• _EXERCISE DESCRIPTION_:
Report back every line of the entries that contains "adjacent", exactly as written.

• _RECORD SET_:
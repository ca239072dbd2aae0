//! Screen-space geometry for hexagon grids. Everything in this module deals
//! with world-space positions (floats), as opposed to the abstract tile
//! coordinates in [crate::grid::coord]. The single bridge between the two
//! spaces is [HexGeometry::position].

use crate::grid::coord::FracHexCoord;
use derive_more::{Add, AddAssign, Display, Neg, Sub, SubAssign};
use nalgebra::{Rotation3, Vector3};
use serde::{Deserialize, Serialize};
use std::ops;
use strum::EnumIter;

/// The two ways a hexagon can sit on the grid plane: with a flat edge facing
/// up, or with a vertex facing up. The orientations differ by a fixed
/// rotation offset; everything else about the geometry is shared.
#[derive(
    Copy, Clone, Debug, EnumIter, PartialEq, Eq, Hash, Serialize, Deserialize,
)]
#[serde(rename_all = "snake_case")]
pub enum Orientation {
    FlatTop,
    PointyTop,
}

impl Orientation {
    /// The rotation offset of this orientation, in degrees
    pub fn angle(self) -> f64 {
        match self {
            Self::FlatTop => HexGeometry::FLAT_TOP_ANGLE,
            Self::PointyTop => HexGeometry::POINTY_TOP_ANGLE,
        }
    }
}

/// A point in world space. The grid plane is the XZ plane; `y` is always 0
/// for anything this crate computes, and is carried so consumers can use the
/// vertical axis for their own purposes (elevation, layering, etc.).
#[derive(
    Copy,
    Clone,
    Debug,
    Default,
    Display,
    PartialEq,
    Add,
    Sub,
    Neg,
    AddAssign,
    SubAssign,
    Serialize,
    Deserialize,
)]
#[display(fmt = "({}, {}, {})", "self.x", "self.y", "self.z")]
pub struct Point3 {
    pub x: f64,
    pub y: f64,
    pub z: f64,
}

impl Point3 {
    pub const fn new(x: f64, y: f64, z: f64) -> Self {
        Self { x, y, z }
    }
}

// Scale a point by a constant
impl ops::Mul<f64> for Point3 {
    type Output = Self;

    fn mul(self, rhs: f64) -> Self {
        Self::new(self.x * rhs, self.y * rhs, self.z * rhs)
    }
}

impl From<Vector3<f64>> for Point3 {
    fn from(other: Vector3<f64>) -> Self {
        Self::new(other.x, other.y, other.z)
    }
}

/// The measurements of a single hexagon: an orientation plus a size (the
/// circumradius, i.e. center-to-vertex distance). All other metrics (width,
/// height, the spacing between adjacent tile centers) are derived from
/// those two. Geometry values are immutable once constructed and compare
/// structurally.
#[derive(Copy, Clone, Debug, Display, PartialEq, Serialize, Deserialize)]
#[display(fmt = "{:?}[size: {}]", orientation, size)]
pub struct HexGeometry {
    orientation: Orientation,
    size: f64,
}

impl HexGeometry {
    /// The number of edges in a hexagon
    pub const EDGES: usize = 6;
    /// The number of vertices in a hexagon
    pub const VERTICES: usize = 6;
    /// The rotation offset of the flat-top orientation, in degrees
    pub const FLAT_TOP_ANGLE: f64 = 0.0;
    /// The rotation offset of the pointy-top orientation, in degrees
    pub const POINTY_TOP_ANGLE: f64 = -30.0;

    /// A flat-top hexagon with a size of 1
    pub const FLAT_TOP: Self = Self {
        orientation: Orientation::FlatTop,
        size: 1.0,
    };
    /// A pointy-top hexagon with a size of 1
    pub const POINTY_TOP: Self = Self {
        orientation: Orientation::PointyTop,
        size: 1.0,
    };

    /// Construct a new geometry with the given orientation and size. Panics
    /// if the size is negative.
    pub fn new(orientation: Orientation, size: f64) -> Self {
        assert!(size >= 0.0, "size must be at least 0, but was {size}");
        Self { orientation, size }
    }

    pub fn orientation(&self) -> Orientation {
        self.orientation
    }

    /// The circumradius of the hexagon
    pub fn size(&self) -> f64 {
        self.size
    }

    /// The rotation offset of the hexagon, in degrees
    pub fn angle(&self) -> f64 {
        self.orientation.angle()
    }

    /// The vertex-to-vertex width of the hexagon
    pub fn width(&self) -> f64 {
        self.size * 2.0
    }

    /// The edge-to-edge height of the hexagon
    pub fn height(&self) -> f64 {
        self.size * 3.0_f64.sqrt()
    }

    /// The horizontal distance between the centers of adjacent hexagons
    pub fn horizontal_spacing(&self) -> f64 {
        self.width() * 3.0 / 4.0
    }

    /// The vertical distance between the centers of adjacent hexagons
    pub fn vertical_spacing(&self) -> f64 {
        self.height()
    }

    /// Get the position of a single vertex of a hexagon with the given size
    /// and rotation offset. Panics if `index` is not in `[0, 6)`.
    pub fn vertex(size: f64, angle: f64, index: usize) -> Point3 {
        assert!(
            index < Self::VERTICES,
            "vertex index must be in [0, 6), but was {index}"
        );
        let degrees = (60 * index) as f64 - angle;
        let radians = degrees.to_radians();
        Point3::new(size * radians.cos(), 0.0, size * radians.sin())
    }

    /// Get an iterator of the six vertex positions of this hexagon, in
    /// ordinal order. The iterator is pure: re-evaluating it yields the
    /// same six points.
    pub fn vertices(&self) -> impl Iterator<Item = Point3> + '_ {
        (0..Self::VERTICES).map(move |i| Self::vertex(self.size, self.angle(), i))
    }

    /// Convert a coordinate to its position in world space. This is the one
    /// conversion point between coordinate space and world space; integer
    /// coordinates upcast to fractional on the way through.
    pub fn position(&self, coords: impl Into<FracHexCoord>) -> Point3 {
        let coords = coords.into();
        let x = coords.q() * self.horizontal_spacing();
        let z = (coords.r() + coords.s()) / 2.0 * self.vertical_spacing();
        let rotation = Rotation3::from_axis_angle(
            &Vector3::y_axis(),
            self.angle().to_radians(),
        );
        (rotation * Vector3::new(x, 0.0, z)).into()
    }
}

• _EXERCISE RESPONSE_:
/// height, the spacing between adjacent tile centers) are derived from
    /// The horizontal distance between the centers of adjacent hexagons
    /// The vertical distance between the centers of adjacent hexagons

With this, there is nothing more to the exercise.